--- Collected data entries ---
#####

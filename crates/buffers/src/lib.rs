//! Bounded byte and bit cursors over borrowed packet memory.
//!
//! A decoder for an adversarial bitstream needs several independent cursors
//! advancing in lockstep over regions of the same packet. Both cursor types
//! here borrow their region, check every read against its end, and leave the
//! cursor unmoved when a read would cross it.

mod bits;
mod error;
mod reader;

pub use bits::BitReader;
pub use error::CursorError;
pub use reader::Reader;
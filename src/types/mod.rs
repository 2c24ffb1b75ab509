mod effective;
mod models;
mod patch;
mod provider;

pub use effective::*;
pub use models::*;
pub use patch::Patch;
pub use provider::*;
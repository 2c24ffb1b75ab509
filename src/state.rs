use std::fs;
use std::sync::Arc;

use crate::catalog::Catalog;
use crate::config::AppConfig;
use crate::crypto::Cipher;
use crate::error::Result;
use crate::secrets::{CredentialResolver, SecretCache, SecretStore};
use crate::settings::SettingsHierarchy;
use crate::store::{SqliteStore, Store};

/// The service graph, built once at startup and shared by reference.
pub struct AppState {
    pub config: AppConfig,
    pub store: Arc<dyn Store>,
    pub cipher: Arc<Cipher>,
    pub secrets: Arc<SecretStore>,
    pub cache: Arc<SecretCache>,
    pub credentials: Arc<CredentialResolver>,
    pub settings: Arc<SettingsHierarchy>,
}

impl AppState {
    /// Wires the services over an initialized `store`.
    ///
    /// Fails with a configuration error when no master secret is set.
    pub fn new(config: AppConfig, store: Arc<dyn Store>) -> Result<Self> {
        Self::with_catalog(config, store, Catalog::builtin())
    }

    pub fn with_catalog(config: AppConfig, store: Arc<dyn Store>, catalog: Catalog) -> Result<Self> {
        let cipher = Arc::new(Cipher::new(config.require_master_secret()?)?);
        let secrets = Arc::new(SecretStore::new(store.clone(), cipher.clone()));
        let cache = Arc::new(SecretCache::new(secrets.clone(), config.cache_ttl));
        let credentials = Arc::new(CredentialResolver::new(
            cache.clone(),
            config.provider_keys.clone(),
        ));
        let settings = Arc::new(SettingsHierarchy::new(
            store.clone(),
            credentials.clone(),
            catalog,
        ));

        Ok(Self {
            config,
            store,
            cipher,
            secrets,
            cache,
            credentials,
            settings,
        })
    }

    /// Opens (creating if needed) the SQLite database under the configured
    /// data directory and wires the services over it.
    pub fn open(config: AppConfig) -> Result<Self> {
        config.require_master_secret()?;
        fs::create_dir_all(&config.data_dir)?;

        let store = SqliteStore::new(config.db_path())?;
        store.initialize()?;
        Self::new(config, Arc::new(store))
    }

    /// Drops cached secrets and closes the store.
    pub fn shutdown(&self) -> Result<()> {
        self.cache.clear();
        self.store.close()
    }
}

#####

--- PROBLEM TO WORK ON ---
Full repetition needed. Write out every entry above exactly as given.

--- EXERCISE RESPONSE ---
filename crates/buffers/src/lib.rs
//! Bounded byte and bit cursors over borrowed packet memory.
//!
//! A decoder for an adversarial bitstream needs several independent cursors
//! advancing in lockstep over regions of the same packet. Both cursor types
//! here borrow their region, check every read against its end, and leave the
//! cursor unmoved when a read would cross it.

mod bits;
mod error;
mod reader;

pub use bits::BitReader;
pub use error::CursorError;
pub use reader::Reader;
filename src/types/mod.rs
repository 2c24ffb1b75ab509
mod effective;
mod models;
mod patch;
mod provider;

pub use effective::*;
pub use models::*;
pub use patch::Patch;
pub use provider::*;
repository 2c24ffb1b75ab509
filename src/state.rs
use std::fs;
use std::sync::Arc;

use crate::catalog::Catalog;
use crate::config::AppConfig;
use crate::crypto::Cipher;
use crate::error::Result;
use crate::secrets::{CredentialResolver, SecretCache, SecretStore};
use crate::settings::SettingsHierarchy;
use crate::store::{SqliteStore, Store};

/// The service graph, built once at startup and shared by reference.
pub struct AppState {
    pub config: AppConfig,
    pub store: Arc<dyn Store>,
    pub cipher: Arc<Cipher>,
    pub secrets: Arc<SecretStore>,
    pub cache: Arc<SecretCache>,
    pub credentials: Arc<CredentialResolver>,
    pub settings: Arc<SettingsHierarchy>,
}

impl AppState {
    /// Wires the services over an initialized `store`.
    ///
    /// Fails with a configuration error when no master secret is set.
    pub fn new(config: AppConfig, store: Arc<dyn Store>) -> Result<Self> {
        Self::with_catalog(config, store, Catalog::builtin())
    }

    pub fn with_catalog(config: AppConfig, store: Arc<dyn Store>, catalog: Catalog) -> Result<Self> {
        let cipher = Arc::new(Cipher::new(config.require_master_secret()?)?);
        let secrets = Arc::new(SecretStore::new(store.clone(), cipher.clone()));
        let cache = Arc::new(SecretCache::new(secrets.clone(), config.cache_ttl));
        let credentials = Arc::new(CredentialResolver::new(
            cache.clone(),
            config.provider_keys.clone(),
        ));
        let settings = Arc::new(SettingsHierarchy::new(
            store.clone(),
            credentials.clone(),
            catalog,
        ));

        Ok(Self {
            config,
            store,
            cipher,
            secrets,
            cache,
            credentials,
            settings,
        })
    }

    /// Opens (creating if needed) the SQLite database under the configured
    /// data directory and wires the services over it.
    pub fn open(config: AppConfig) -> Result<Self> {
        config.require_master_secret()?;
        fs::create_dir_all(&config.data_dir)?;

        let store = SqliteStore::new(config.db_path())?;
        store.initialize()?;
        Self::new(config, Arc::new(store))
    }

    /// Drops cached secrets and closes the store.
    pub fn shutdown(&self) -> Result<()> {
        self.cache.clear();
        self.store.close()
    }
}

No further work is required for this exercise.